# Did Trump Administration Fire the US Pandemic Response Team?



## ChibiMofo (Mar 12, 2020)

It is 100% true. He fired all of them back in 2018. You see when you give a $1.5 trillion handout to the richest Americans, you have to cut back somewhere. He chose to put us all at risk, and play Russian roulette with our health:
https://www.snopes.com/fact-check/trump-fire-pandemic-team/

Never forget that Hillary got 3 *million *more votes. No one but Russia and racists wanted this scumbag.


----------



## Hanafuda (Mar 13, 2020)

The 2019 Global Health Security Index (over a year after those people were fired) found the United States to be the most prepared nation on the planet, across 6 categories of consideration. And by a decent margin over the #2 country.






Firing people doesn't make things worse if those people suck at their job.

ghsindex.org


----------



## osaka35 (Mar 13, 2020)

Hanafuda said:


> The 2019 Global Health Security Index (over a year after those people were fired) found the United States to be the most prepared nation on the planet, across 6 categories of consideration. And by a decent margin over the #2 country.
> 
> View attachment 199330
> 
> ...


I agree. And as much as I agree with the sentiment of the OP, i'm not sure if keeping these positions would have helped. To be clear, the administration didn't just fire them, they didn't replace them, essentially removing the positions themselves. They also removed the bits about us helping other countries shore up their ability to prevent such diseases. like china. So. I mean. It's not like it's a binary "this would have prevented this" scenario. It's possible it might have prevented it happening if it was just a lab accident gone awry (one of the many many many theories I've read), but I doubt it would have greatly changed stuff. 

But this is a social issue. This virus has at least shown how essential it is we consider medicine and health a social necessity, one we all contribute to and rely on.


----------



## JayMathis (Mar 13, 2020)

ChibiMofo said:


> It is 100% true. He fired all of them back in 2018. You see when you give a $1.5 trillion handout to the richest Americans, you have to cut back somewhere. He chose to put us all at risk, and play Russian roulette with our health:
> https://www.snopes.com/fact-check/trump-fire-pandemic-team/
> 
> Never forget that Hillary got 3 *million *more votes. No one but Russia and racists wanted this scumbag.



You say "we" did U.S. take over Canada? Or are you using a VPN?


----------



## cracker (Mar 13, 2020)

Not sure if they are using a VPN, but you don't need to use a VPN when you set your country yourself.

I'm not sure how much it will come back on Trump. Guess we need to wait and see how our average compares. On the bright side, it is showing the naysayers how much our health system is broken and how much we need Medicare For All. Events such as these don't discriminate based on wealth or skin color. Maybe sit-ins of those infected on Wall Street, etc would push it over the edge... </salty>


----------



## notimp (Mar 13, 2020)

Hindsight is 20/20. Obviously not the best idea. Even back then. But lynching them now for it.. You must really scold them for not understanding probability. 
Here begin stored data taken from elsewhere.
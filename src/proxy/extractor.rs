//! Extraction of proxy candidates from listing markup

use crate::proxy::models::Candidate;
use html5ever::tendril::StrTendril;
use html5ever::tokenizer::{
    BufferQueue, TagKind, Token, TokenSink, TokenSinkResult, Tokenizer, TokenizerOpts,
};
use std::net::IpAddr;

/// Attribute whose value encodes `address:port`
pub const PROXY_ATTRIBUTE: &str = "data-proxy";

/// Collects candidates from start tags as the tokenizer emits them
struct ProxyTagSink {
    source_name: String,
    candidates: Vec<Candidate>,
}

impl TokenSink for ProxyTagSink {
    type Handle = ();

    fn process_token(&mut self, token: Token, _line_number: u64) -> TokenSinkResult<()> {
        if let Token::TagToken(tag) = token {
            if tag.kind == TagKind::StartTag {
                let value = tag
                    .attrs
                    .iter()
                    .find(|attr| &*attr.name.local == PROXY_ATTRIBUTE)
                    .map(|attr| &*attr.value);
                if let Some(candidate) =
                    value.and_then(|value| parse_proxy_attribute(value, &self.source_name))
                {
                    self.candidates.push(candidate);
                }
            }
        }
        TokenSinkResult::Continue
    }
}

/// Extract every well-formed candidate from a listing page.
///
/// Start and self-closing tags are read straight off the token stream, so an
/// element counts wherever it sits in the page. Elements whose attribute does
/// not hold an IP literal and a port in 1..=65535 are skipped. An empty
/// result is not an error.
pub fn extract(body: &[u8], source_name: &str) -> Vec<Candidate> {
    let markup = String::from_utf8_lossy(body);
    let sink = ProxyTagSink {
        source_name: source_name.to_string(),
        candidates: Vec::new(),
    };

    let mut input = BufferQueue::new();
    input.push_back(StrTendril::from_slice(&markup));

    let mut tokenizer = Tokenizer::new(sink, TokenizerOpts::default());
    let _ = tokenizer.feed(&mut input);
    tokenizer.end();

    tokenizer.sink.candidates
}

/// Parse an `address:port` attribute value, splitting on the first `:`
fn parse_proxy_attribute(value: &str, source_name: &str) -> Option<Candidate> {
    let (host, port) = value.trim().split_once(':')?;
    if host.is_empty() || port.is_empty() {
        return None;
    }

    let address: IpAddr = host.parse().ok()?;
    let port: u16 = port.parse().ok()?;
    if port == 0 {
        return None;
    }

    Some(Candidate::new(address, port, source_name.to_string()))
}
Which eh... with that administration..? 

So here is the deeper issue. You could obviously reform your pandemic team, once the news broke. So thats not the problem.

The problem is, that you loose institutional expertise (and f.e. response plans), if you do so (dismantle them) for a long time. So the issue is forgotten institutional knowledge, if you get rid of institutions.
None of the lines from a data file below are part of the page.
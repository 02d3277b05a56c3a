//! Proxy module for discovering and validating proxies
//!
//! This module provides functionality for:
//! - Loading the user agent pool and the catalog of listing sources
//! - Crawling listing pages and extracting proxy candidates
//! - Checking each candidate through a live proxied request
//! - Classifying live proxies by anonymity tier

pub mod checker;
pub mod classifier;
pub mod crawler;
pub mod extractor;
pub mod models;
pub mod sources;
pub mod user_agents;

pub use checker::{CheckerConfig, ProxyChecker};
pub use crawler::{CrawlResult, CrawlerConfig, ProxyCrawler};
pub use models::{Anonymity, Candidate, Protocol, ValidationOutcome};
pub use sources::{ProxySource, SourceCatalog};
pub use user_agents::{UserAgentPool, FALLBACK_USER_AGENT};
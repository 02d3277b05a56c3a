//! User agent pool shared by the crawler and the checker

use crate::error::Error;
use log::warn;
use rand::seq::SliceRandom;
use std::fs;
use std::path::Path;

/// User agent sent when the pool is empty
pub const FALLBACK_USER_AGENT: &str =
    "Mozilla/5.0 (compatible; Googlebot/2.1; +http://www.google.com/bot.html)";

/// Read-only set of User-Agent header values
#[derive(Debug, Clone, Default)]
pub struct UserAgentPool {
    agents: Vec<String>,
}

impl UserAgentPool {
    pub fn new(agents: Vec<String>) -> Self {
        let agents = agents
            .into_iter()
            .map(|agent| agent.trim().to_string())
            .filter(|agent| !agent.is_empty())
            .collect();
        Self { agents }
    }

    /// Parse one user agent per line, skipping blank lines
    pub fn parse_string(content: &str) -> Self {
        Self::new(content.lines().map(String::from).collect())
    }

    /// Load the pool from a file. An empty file yields an empty pool.
    pub fn load<P: AsRef<Path>>(path: P) -> Result<Self, Error> {
        let path = path.as_ref();
        let content = fs::read_to_string(path).map_err(|source| Error::UserAgents {
            path: path.to_path_buf(),
            source,
        })?;
        Ok(Self::parse_string(&content))
    }

    /// Pick a user agent uniformly at random.
    ///
    /// Falls back to [`FALLBACK_USER_AGENT`] with a warning when the pool is empty.
    pub fn pick(&self) -> &str {
        match self.agents.choose(&mut rand::thread_rng()) {
            Some(agent) => agent.as_str(),
            None => {
                warn!("No user agents loaded, using fallback user agent");
                FALLBACK_USER_AGENT
            }
        }
    }

    pub fn len(&self) -> usize {
        self.agents.len()
    }

    pub fn is_empty(&self) -> bool {
        self.agents.is_empty()
    }
}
You can still have that knowledge be present at the university level, but to then integrate it into government again - comes with its challenges (takes time).

In the mean time, during non-pandemic periods ( ), you have them sit by idly - and pay them to research some strand, or think about distribution curves and patterns, which you could, very easily mistake for empty spending.

If you wanted a "simple and lean government". Which to be fair, Trump campaigned on.

Deswamping the swamp was his way of saying, fire all those useless bureaucrats, that only cost money, remember.

No, please - remember that. For future reference.

Because this time, the impact of him firing the response team was probably still not that huge. The plans were still in some drawers (and be it at the UN). But that would have changed over time (regional response efforts from 'the fifties?' at some point).


----------



## Taleweaver (Mar 13, 2020)

@ChibiMofo : I don't want to frighten you, but you should really read "The fifth risk" by Lewis. Dismantling or removing parts of the government Trump doesn't deem necessary is basically what he does. We've already seen how that turned out on hurricane forecasts, you're going to see it now how the lack of a pandemic response team is going to pan out and unless there's a quick shift you're going to see what consequences chopping up the nuclear disposal program will do to the environment.

@Hanafuda: we have our differences, but I gotta admit that's a well documented and reliable source. Still...


Hanafuda said:


> Firing people doesn't make things worse if those people suck at their job.


You've got a reliable source on this one? It seems to me that in the absence of a pandemic in 2018, it's very hard to judge whether or not they were doing their job correctly.


----------



## ChibiMofo (Mar 16, 2020)

A little over a week ago Trump and FauxNews were calling the coronavirus nothing but a liberal conspiracy that was being hyped by the media. Nevermind that FauxNews is _the _media for 99% of morons.


----------



## notimp (May 21, 2020)

"There is a coalition of doctors who are extremely pro-Trump that have been preparing and coming together for the war ahead in the campaign on health care. And these doctors could be activated for this conversation now."

Nancy Schulze
Republican Party Strategist

src:

at the 3 minutes mark.



Trump threatening to cut funding to swing states that would allow for mail-in voting at 5min10sec in.


----------